HEK293T cells were plated in 1 ml in 12-well plates at 1.25 × 105 cells/ml. After the cells reached between 50 and 70% confluence, they were cotransfected with 250 ng of A3H or empty expression plasmid, 600 ng of a luciferase-encoding proviral plasmid with a frameshift mutation in env and deletion of vif, and 100 ng of L-VSV-G (vesicular stomatitis virus glycoprotein) for pseudotyping in 100 μl serum-free medium with TransIT-LT1 transfection reagent (Mirus Bio). Supernatants containing virus were harvested after 48 h and clarified through 0.2-μm filters. Viral titers were determined by measuring RT activity by quantitative PCR (qPCR) as described previously (45). In short, viral supernatants were lysed in 2× lysis buffer (0.25% Triton X-100, 50 mM KCl, 100 mM Tris-HCl, 40% glycerol) in the presence of 4 U RNase inhibitor (Fermentas; EO0382). qRT-PCRs were set up with an MS2 RNA template using the Takyon Rox SYBR MasterMix dTTP Blue kit (Eurogentec; UF-RSMT-B0101) alongside a standard curve made with a stock virus of previously determined titers. The primers used to amplify duplicate reactions were TCCTGCTCAACTTCCTGTCGAG (forward) and CACAGGTCAAACCTCCTAGGAATG (reverse). qRT-PCR was performed on an ABI QuantStudio5 real-time PCR machine; 2,000 mU/ml was used to infect SupT1 cells plated at 2 × 104 cells/well in a 96-well plate in medium supplemented with 20 μg/ml DEAE-dextran. Infections were done in triplicate for 48 to 64 h. Luciferase activity was measured with Bright-Glo Luciferase Assay Reagent (Promega; E2620) on a Lumistar Omega luminometer.

Packaging assay.

Packaging of A3 proteins into virions was measured by cotransfection of 600 ng of A3 plasmid with 1,000 ng of the proviral plasmid described for single-cycle assays into a 6-well plate seeded with 2 × 105 cells/ml. Two days after transfection, cell lysates were collected, and 1.5 ml of supernatant was clarified through 0.2-μm filters. Viral supernatants were concentrated by pelleting by centrifugation at 13,000 rpm for 60 min. Medium was aspirated from the virion pellet until ∼10 μl remained, and virions were lysed with 4× NuPAGE LDS sample buffer (Invitrogen; NP0007). Virion and cell lysates were analyzed by Western blotting.

Statistical analysis.

Data analyses were done using GraphPad Prism 7.0 software. All the data are shown as means and standard errors of the mean (SEM). Statistical analysis was performed using unpaired two-tailed t tests with 95% confidence. P values of less than 0.05 were considered statistically significant.

Accession number(s).

The GenBank accession numbers for new Old World monkey A3H sequences, including those of De Brazza's monkey, Wolf's guenon, mustached guenon, patas monkey, talapoin, Francois' leaf monkey, Allen's swamp monkey, and AGM haplotype 1, reported here are MH231602 to MH231609.

ACKNOWLEDGMENTS

We thank the following investigators for providing samples used in this study: M. Muller-Trutwin (AGM PBMC), C. Apetrei (AGM PBMC and SIVagm.Sab92018), and N. Freimer and A. Jasinska (AGM DNA). We additionally thank the National Institutes of Health (NIH) Nonhuman Primate Research Resource for the V038 and AG23 AGM cells, as well as SIVagm.Gri+ plasma. We thank the Fred Hutchinson Cancer Research Center Shared Resources Genomics Core for sequencing. We thank Ferdinand Roesch, Nicholas Chesarino, Mollie McDonnell, and Emily Hsieh for constructive comments on the manuscript. We also thank Harmit Malik, Rick McLaughlin, and Rossana Colon-Thillet for helpful discussions.

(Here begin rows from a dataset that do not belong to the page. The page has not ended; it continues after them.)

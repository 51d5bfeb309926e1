use axum::{Router, middleware, routing::get};
use tower_http::cors::{Any, CorsLayer};

use crate::{AppState, middleware::request_id_middleware};

pub mod command;
pub mod health;
pub mod logs;

pub fn router(state: AppState) -> Router {
    let base_routes = Router::new()
        .route("/health", get(health::health_check))
        .merge(command::router())
        .merge(logs::router())
        .with_state(state);

    Router::new()
        .nest("/api", base_routes)
        .layer(
            CorsLayer::new()
                .allow_origin(Any)
                .allow_methods(Any)
                .allow_headers(Any),
        )
        .layer(middleware::from_fn(request_id_middleware))
}
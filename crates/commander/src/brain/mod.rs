//! Reasoning backend wiring

use std::sync::Arc;

pub mod providers;

pub use providers::{
    ChatConfig, ChatMessage, ChatRequest, FailureCategory, LLMProviderTrait, MessageRole,
    OpenAIProvider, ProviderError, ProviderResponse, ProviderType, TokenUsage, ToolCall,
    ToolDefinition,
};

use crate::config::LLMConfig;

/// Build the provider selected by `config`. Both supported backends speak the
/// OpenAI chat-completions protocol.
pub fn build_provider(config: &LLMConfig) -> Arc<dyn LLMProviderTrait> {
    Arc::new(OpenAIProvider::new(config))
}

impl LLMConfig {
    pub fn chat_config(&self) -> ChatConfig {
        ChatConfig {
            model: self.model.clone(),
            temperature: self.temperature,
            max_tokens: self.max_tokens,
        }
    }
}
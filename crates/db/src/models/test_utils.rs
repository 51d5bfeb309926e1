use sqlx::SqlitePool;
use uuid::Uuid;

use super::project::{CreateProject, Project};
use super::team_member::{CreateTeamMember, TeamMember};
use crate::DBService;

pub(crate) async fn setup_test_pool() -> SqlitePool {
    DBService::new_in_memory()
        .await
        .expect("failed to open sqlite memory db")
        .pool
}

pub(crate) async fn create_test_project(
    pool: &SqlitePool,
    name: &str,
    category: Option<&str>,
) -> Project {
    Project::create(
        pool,
        &CreateProject {
            name: name.to_string(),
            category: category.map(str::to_string),
            ..Default::default()
        },
        Uuid::new_v4(),
    )
    .await
    .expect("failed to create test project")
}

pub(crate) async fn create_test_member(
    pool: &SqlitePool,
    nickname: &str,
    role: Option<&str>,
) -> TeamMember {
    TeamMember::create(
        pool,
        &CreateTeamMember {
            nickname: nickname.to_string(),
            role: role.map(str::to_string),
        },
        Uuid::new_v4(),
    )
    .await
    .expect("failed to create test team member")
}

African sabaeus samples used in this study were collected as a part of the Systems Biology Sample Repository funded by NIH grants R01RR016300 and R0100010980, with the particular sabaeus samples used in this study obtained through the Department of Parks and Management Ministry of Forestry and the Environment and Medical Research Council Unit, The Gambia.

This work was supported by NIH grant R01 AI30927 (M.E.) and a Viral Pathogenesis Training Grant T32AI083203 (E.I.G.).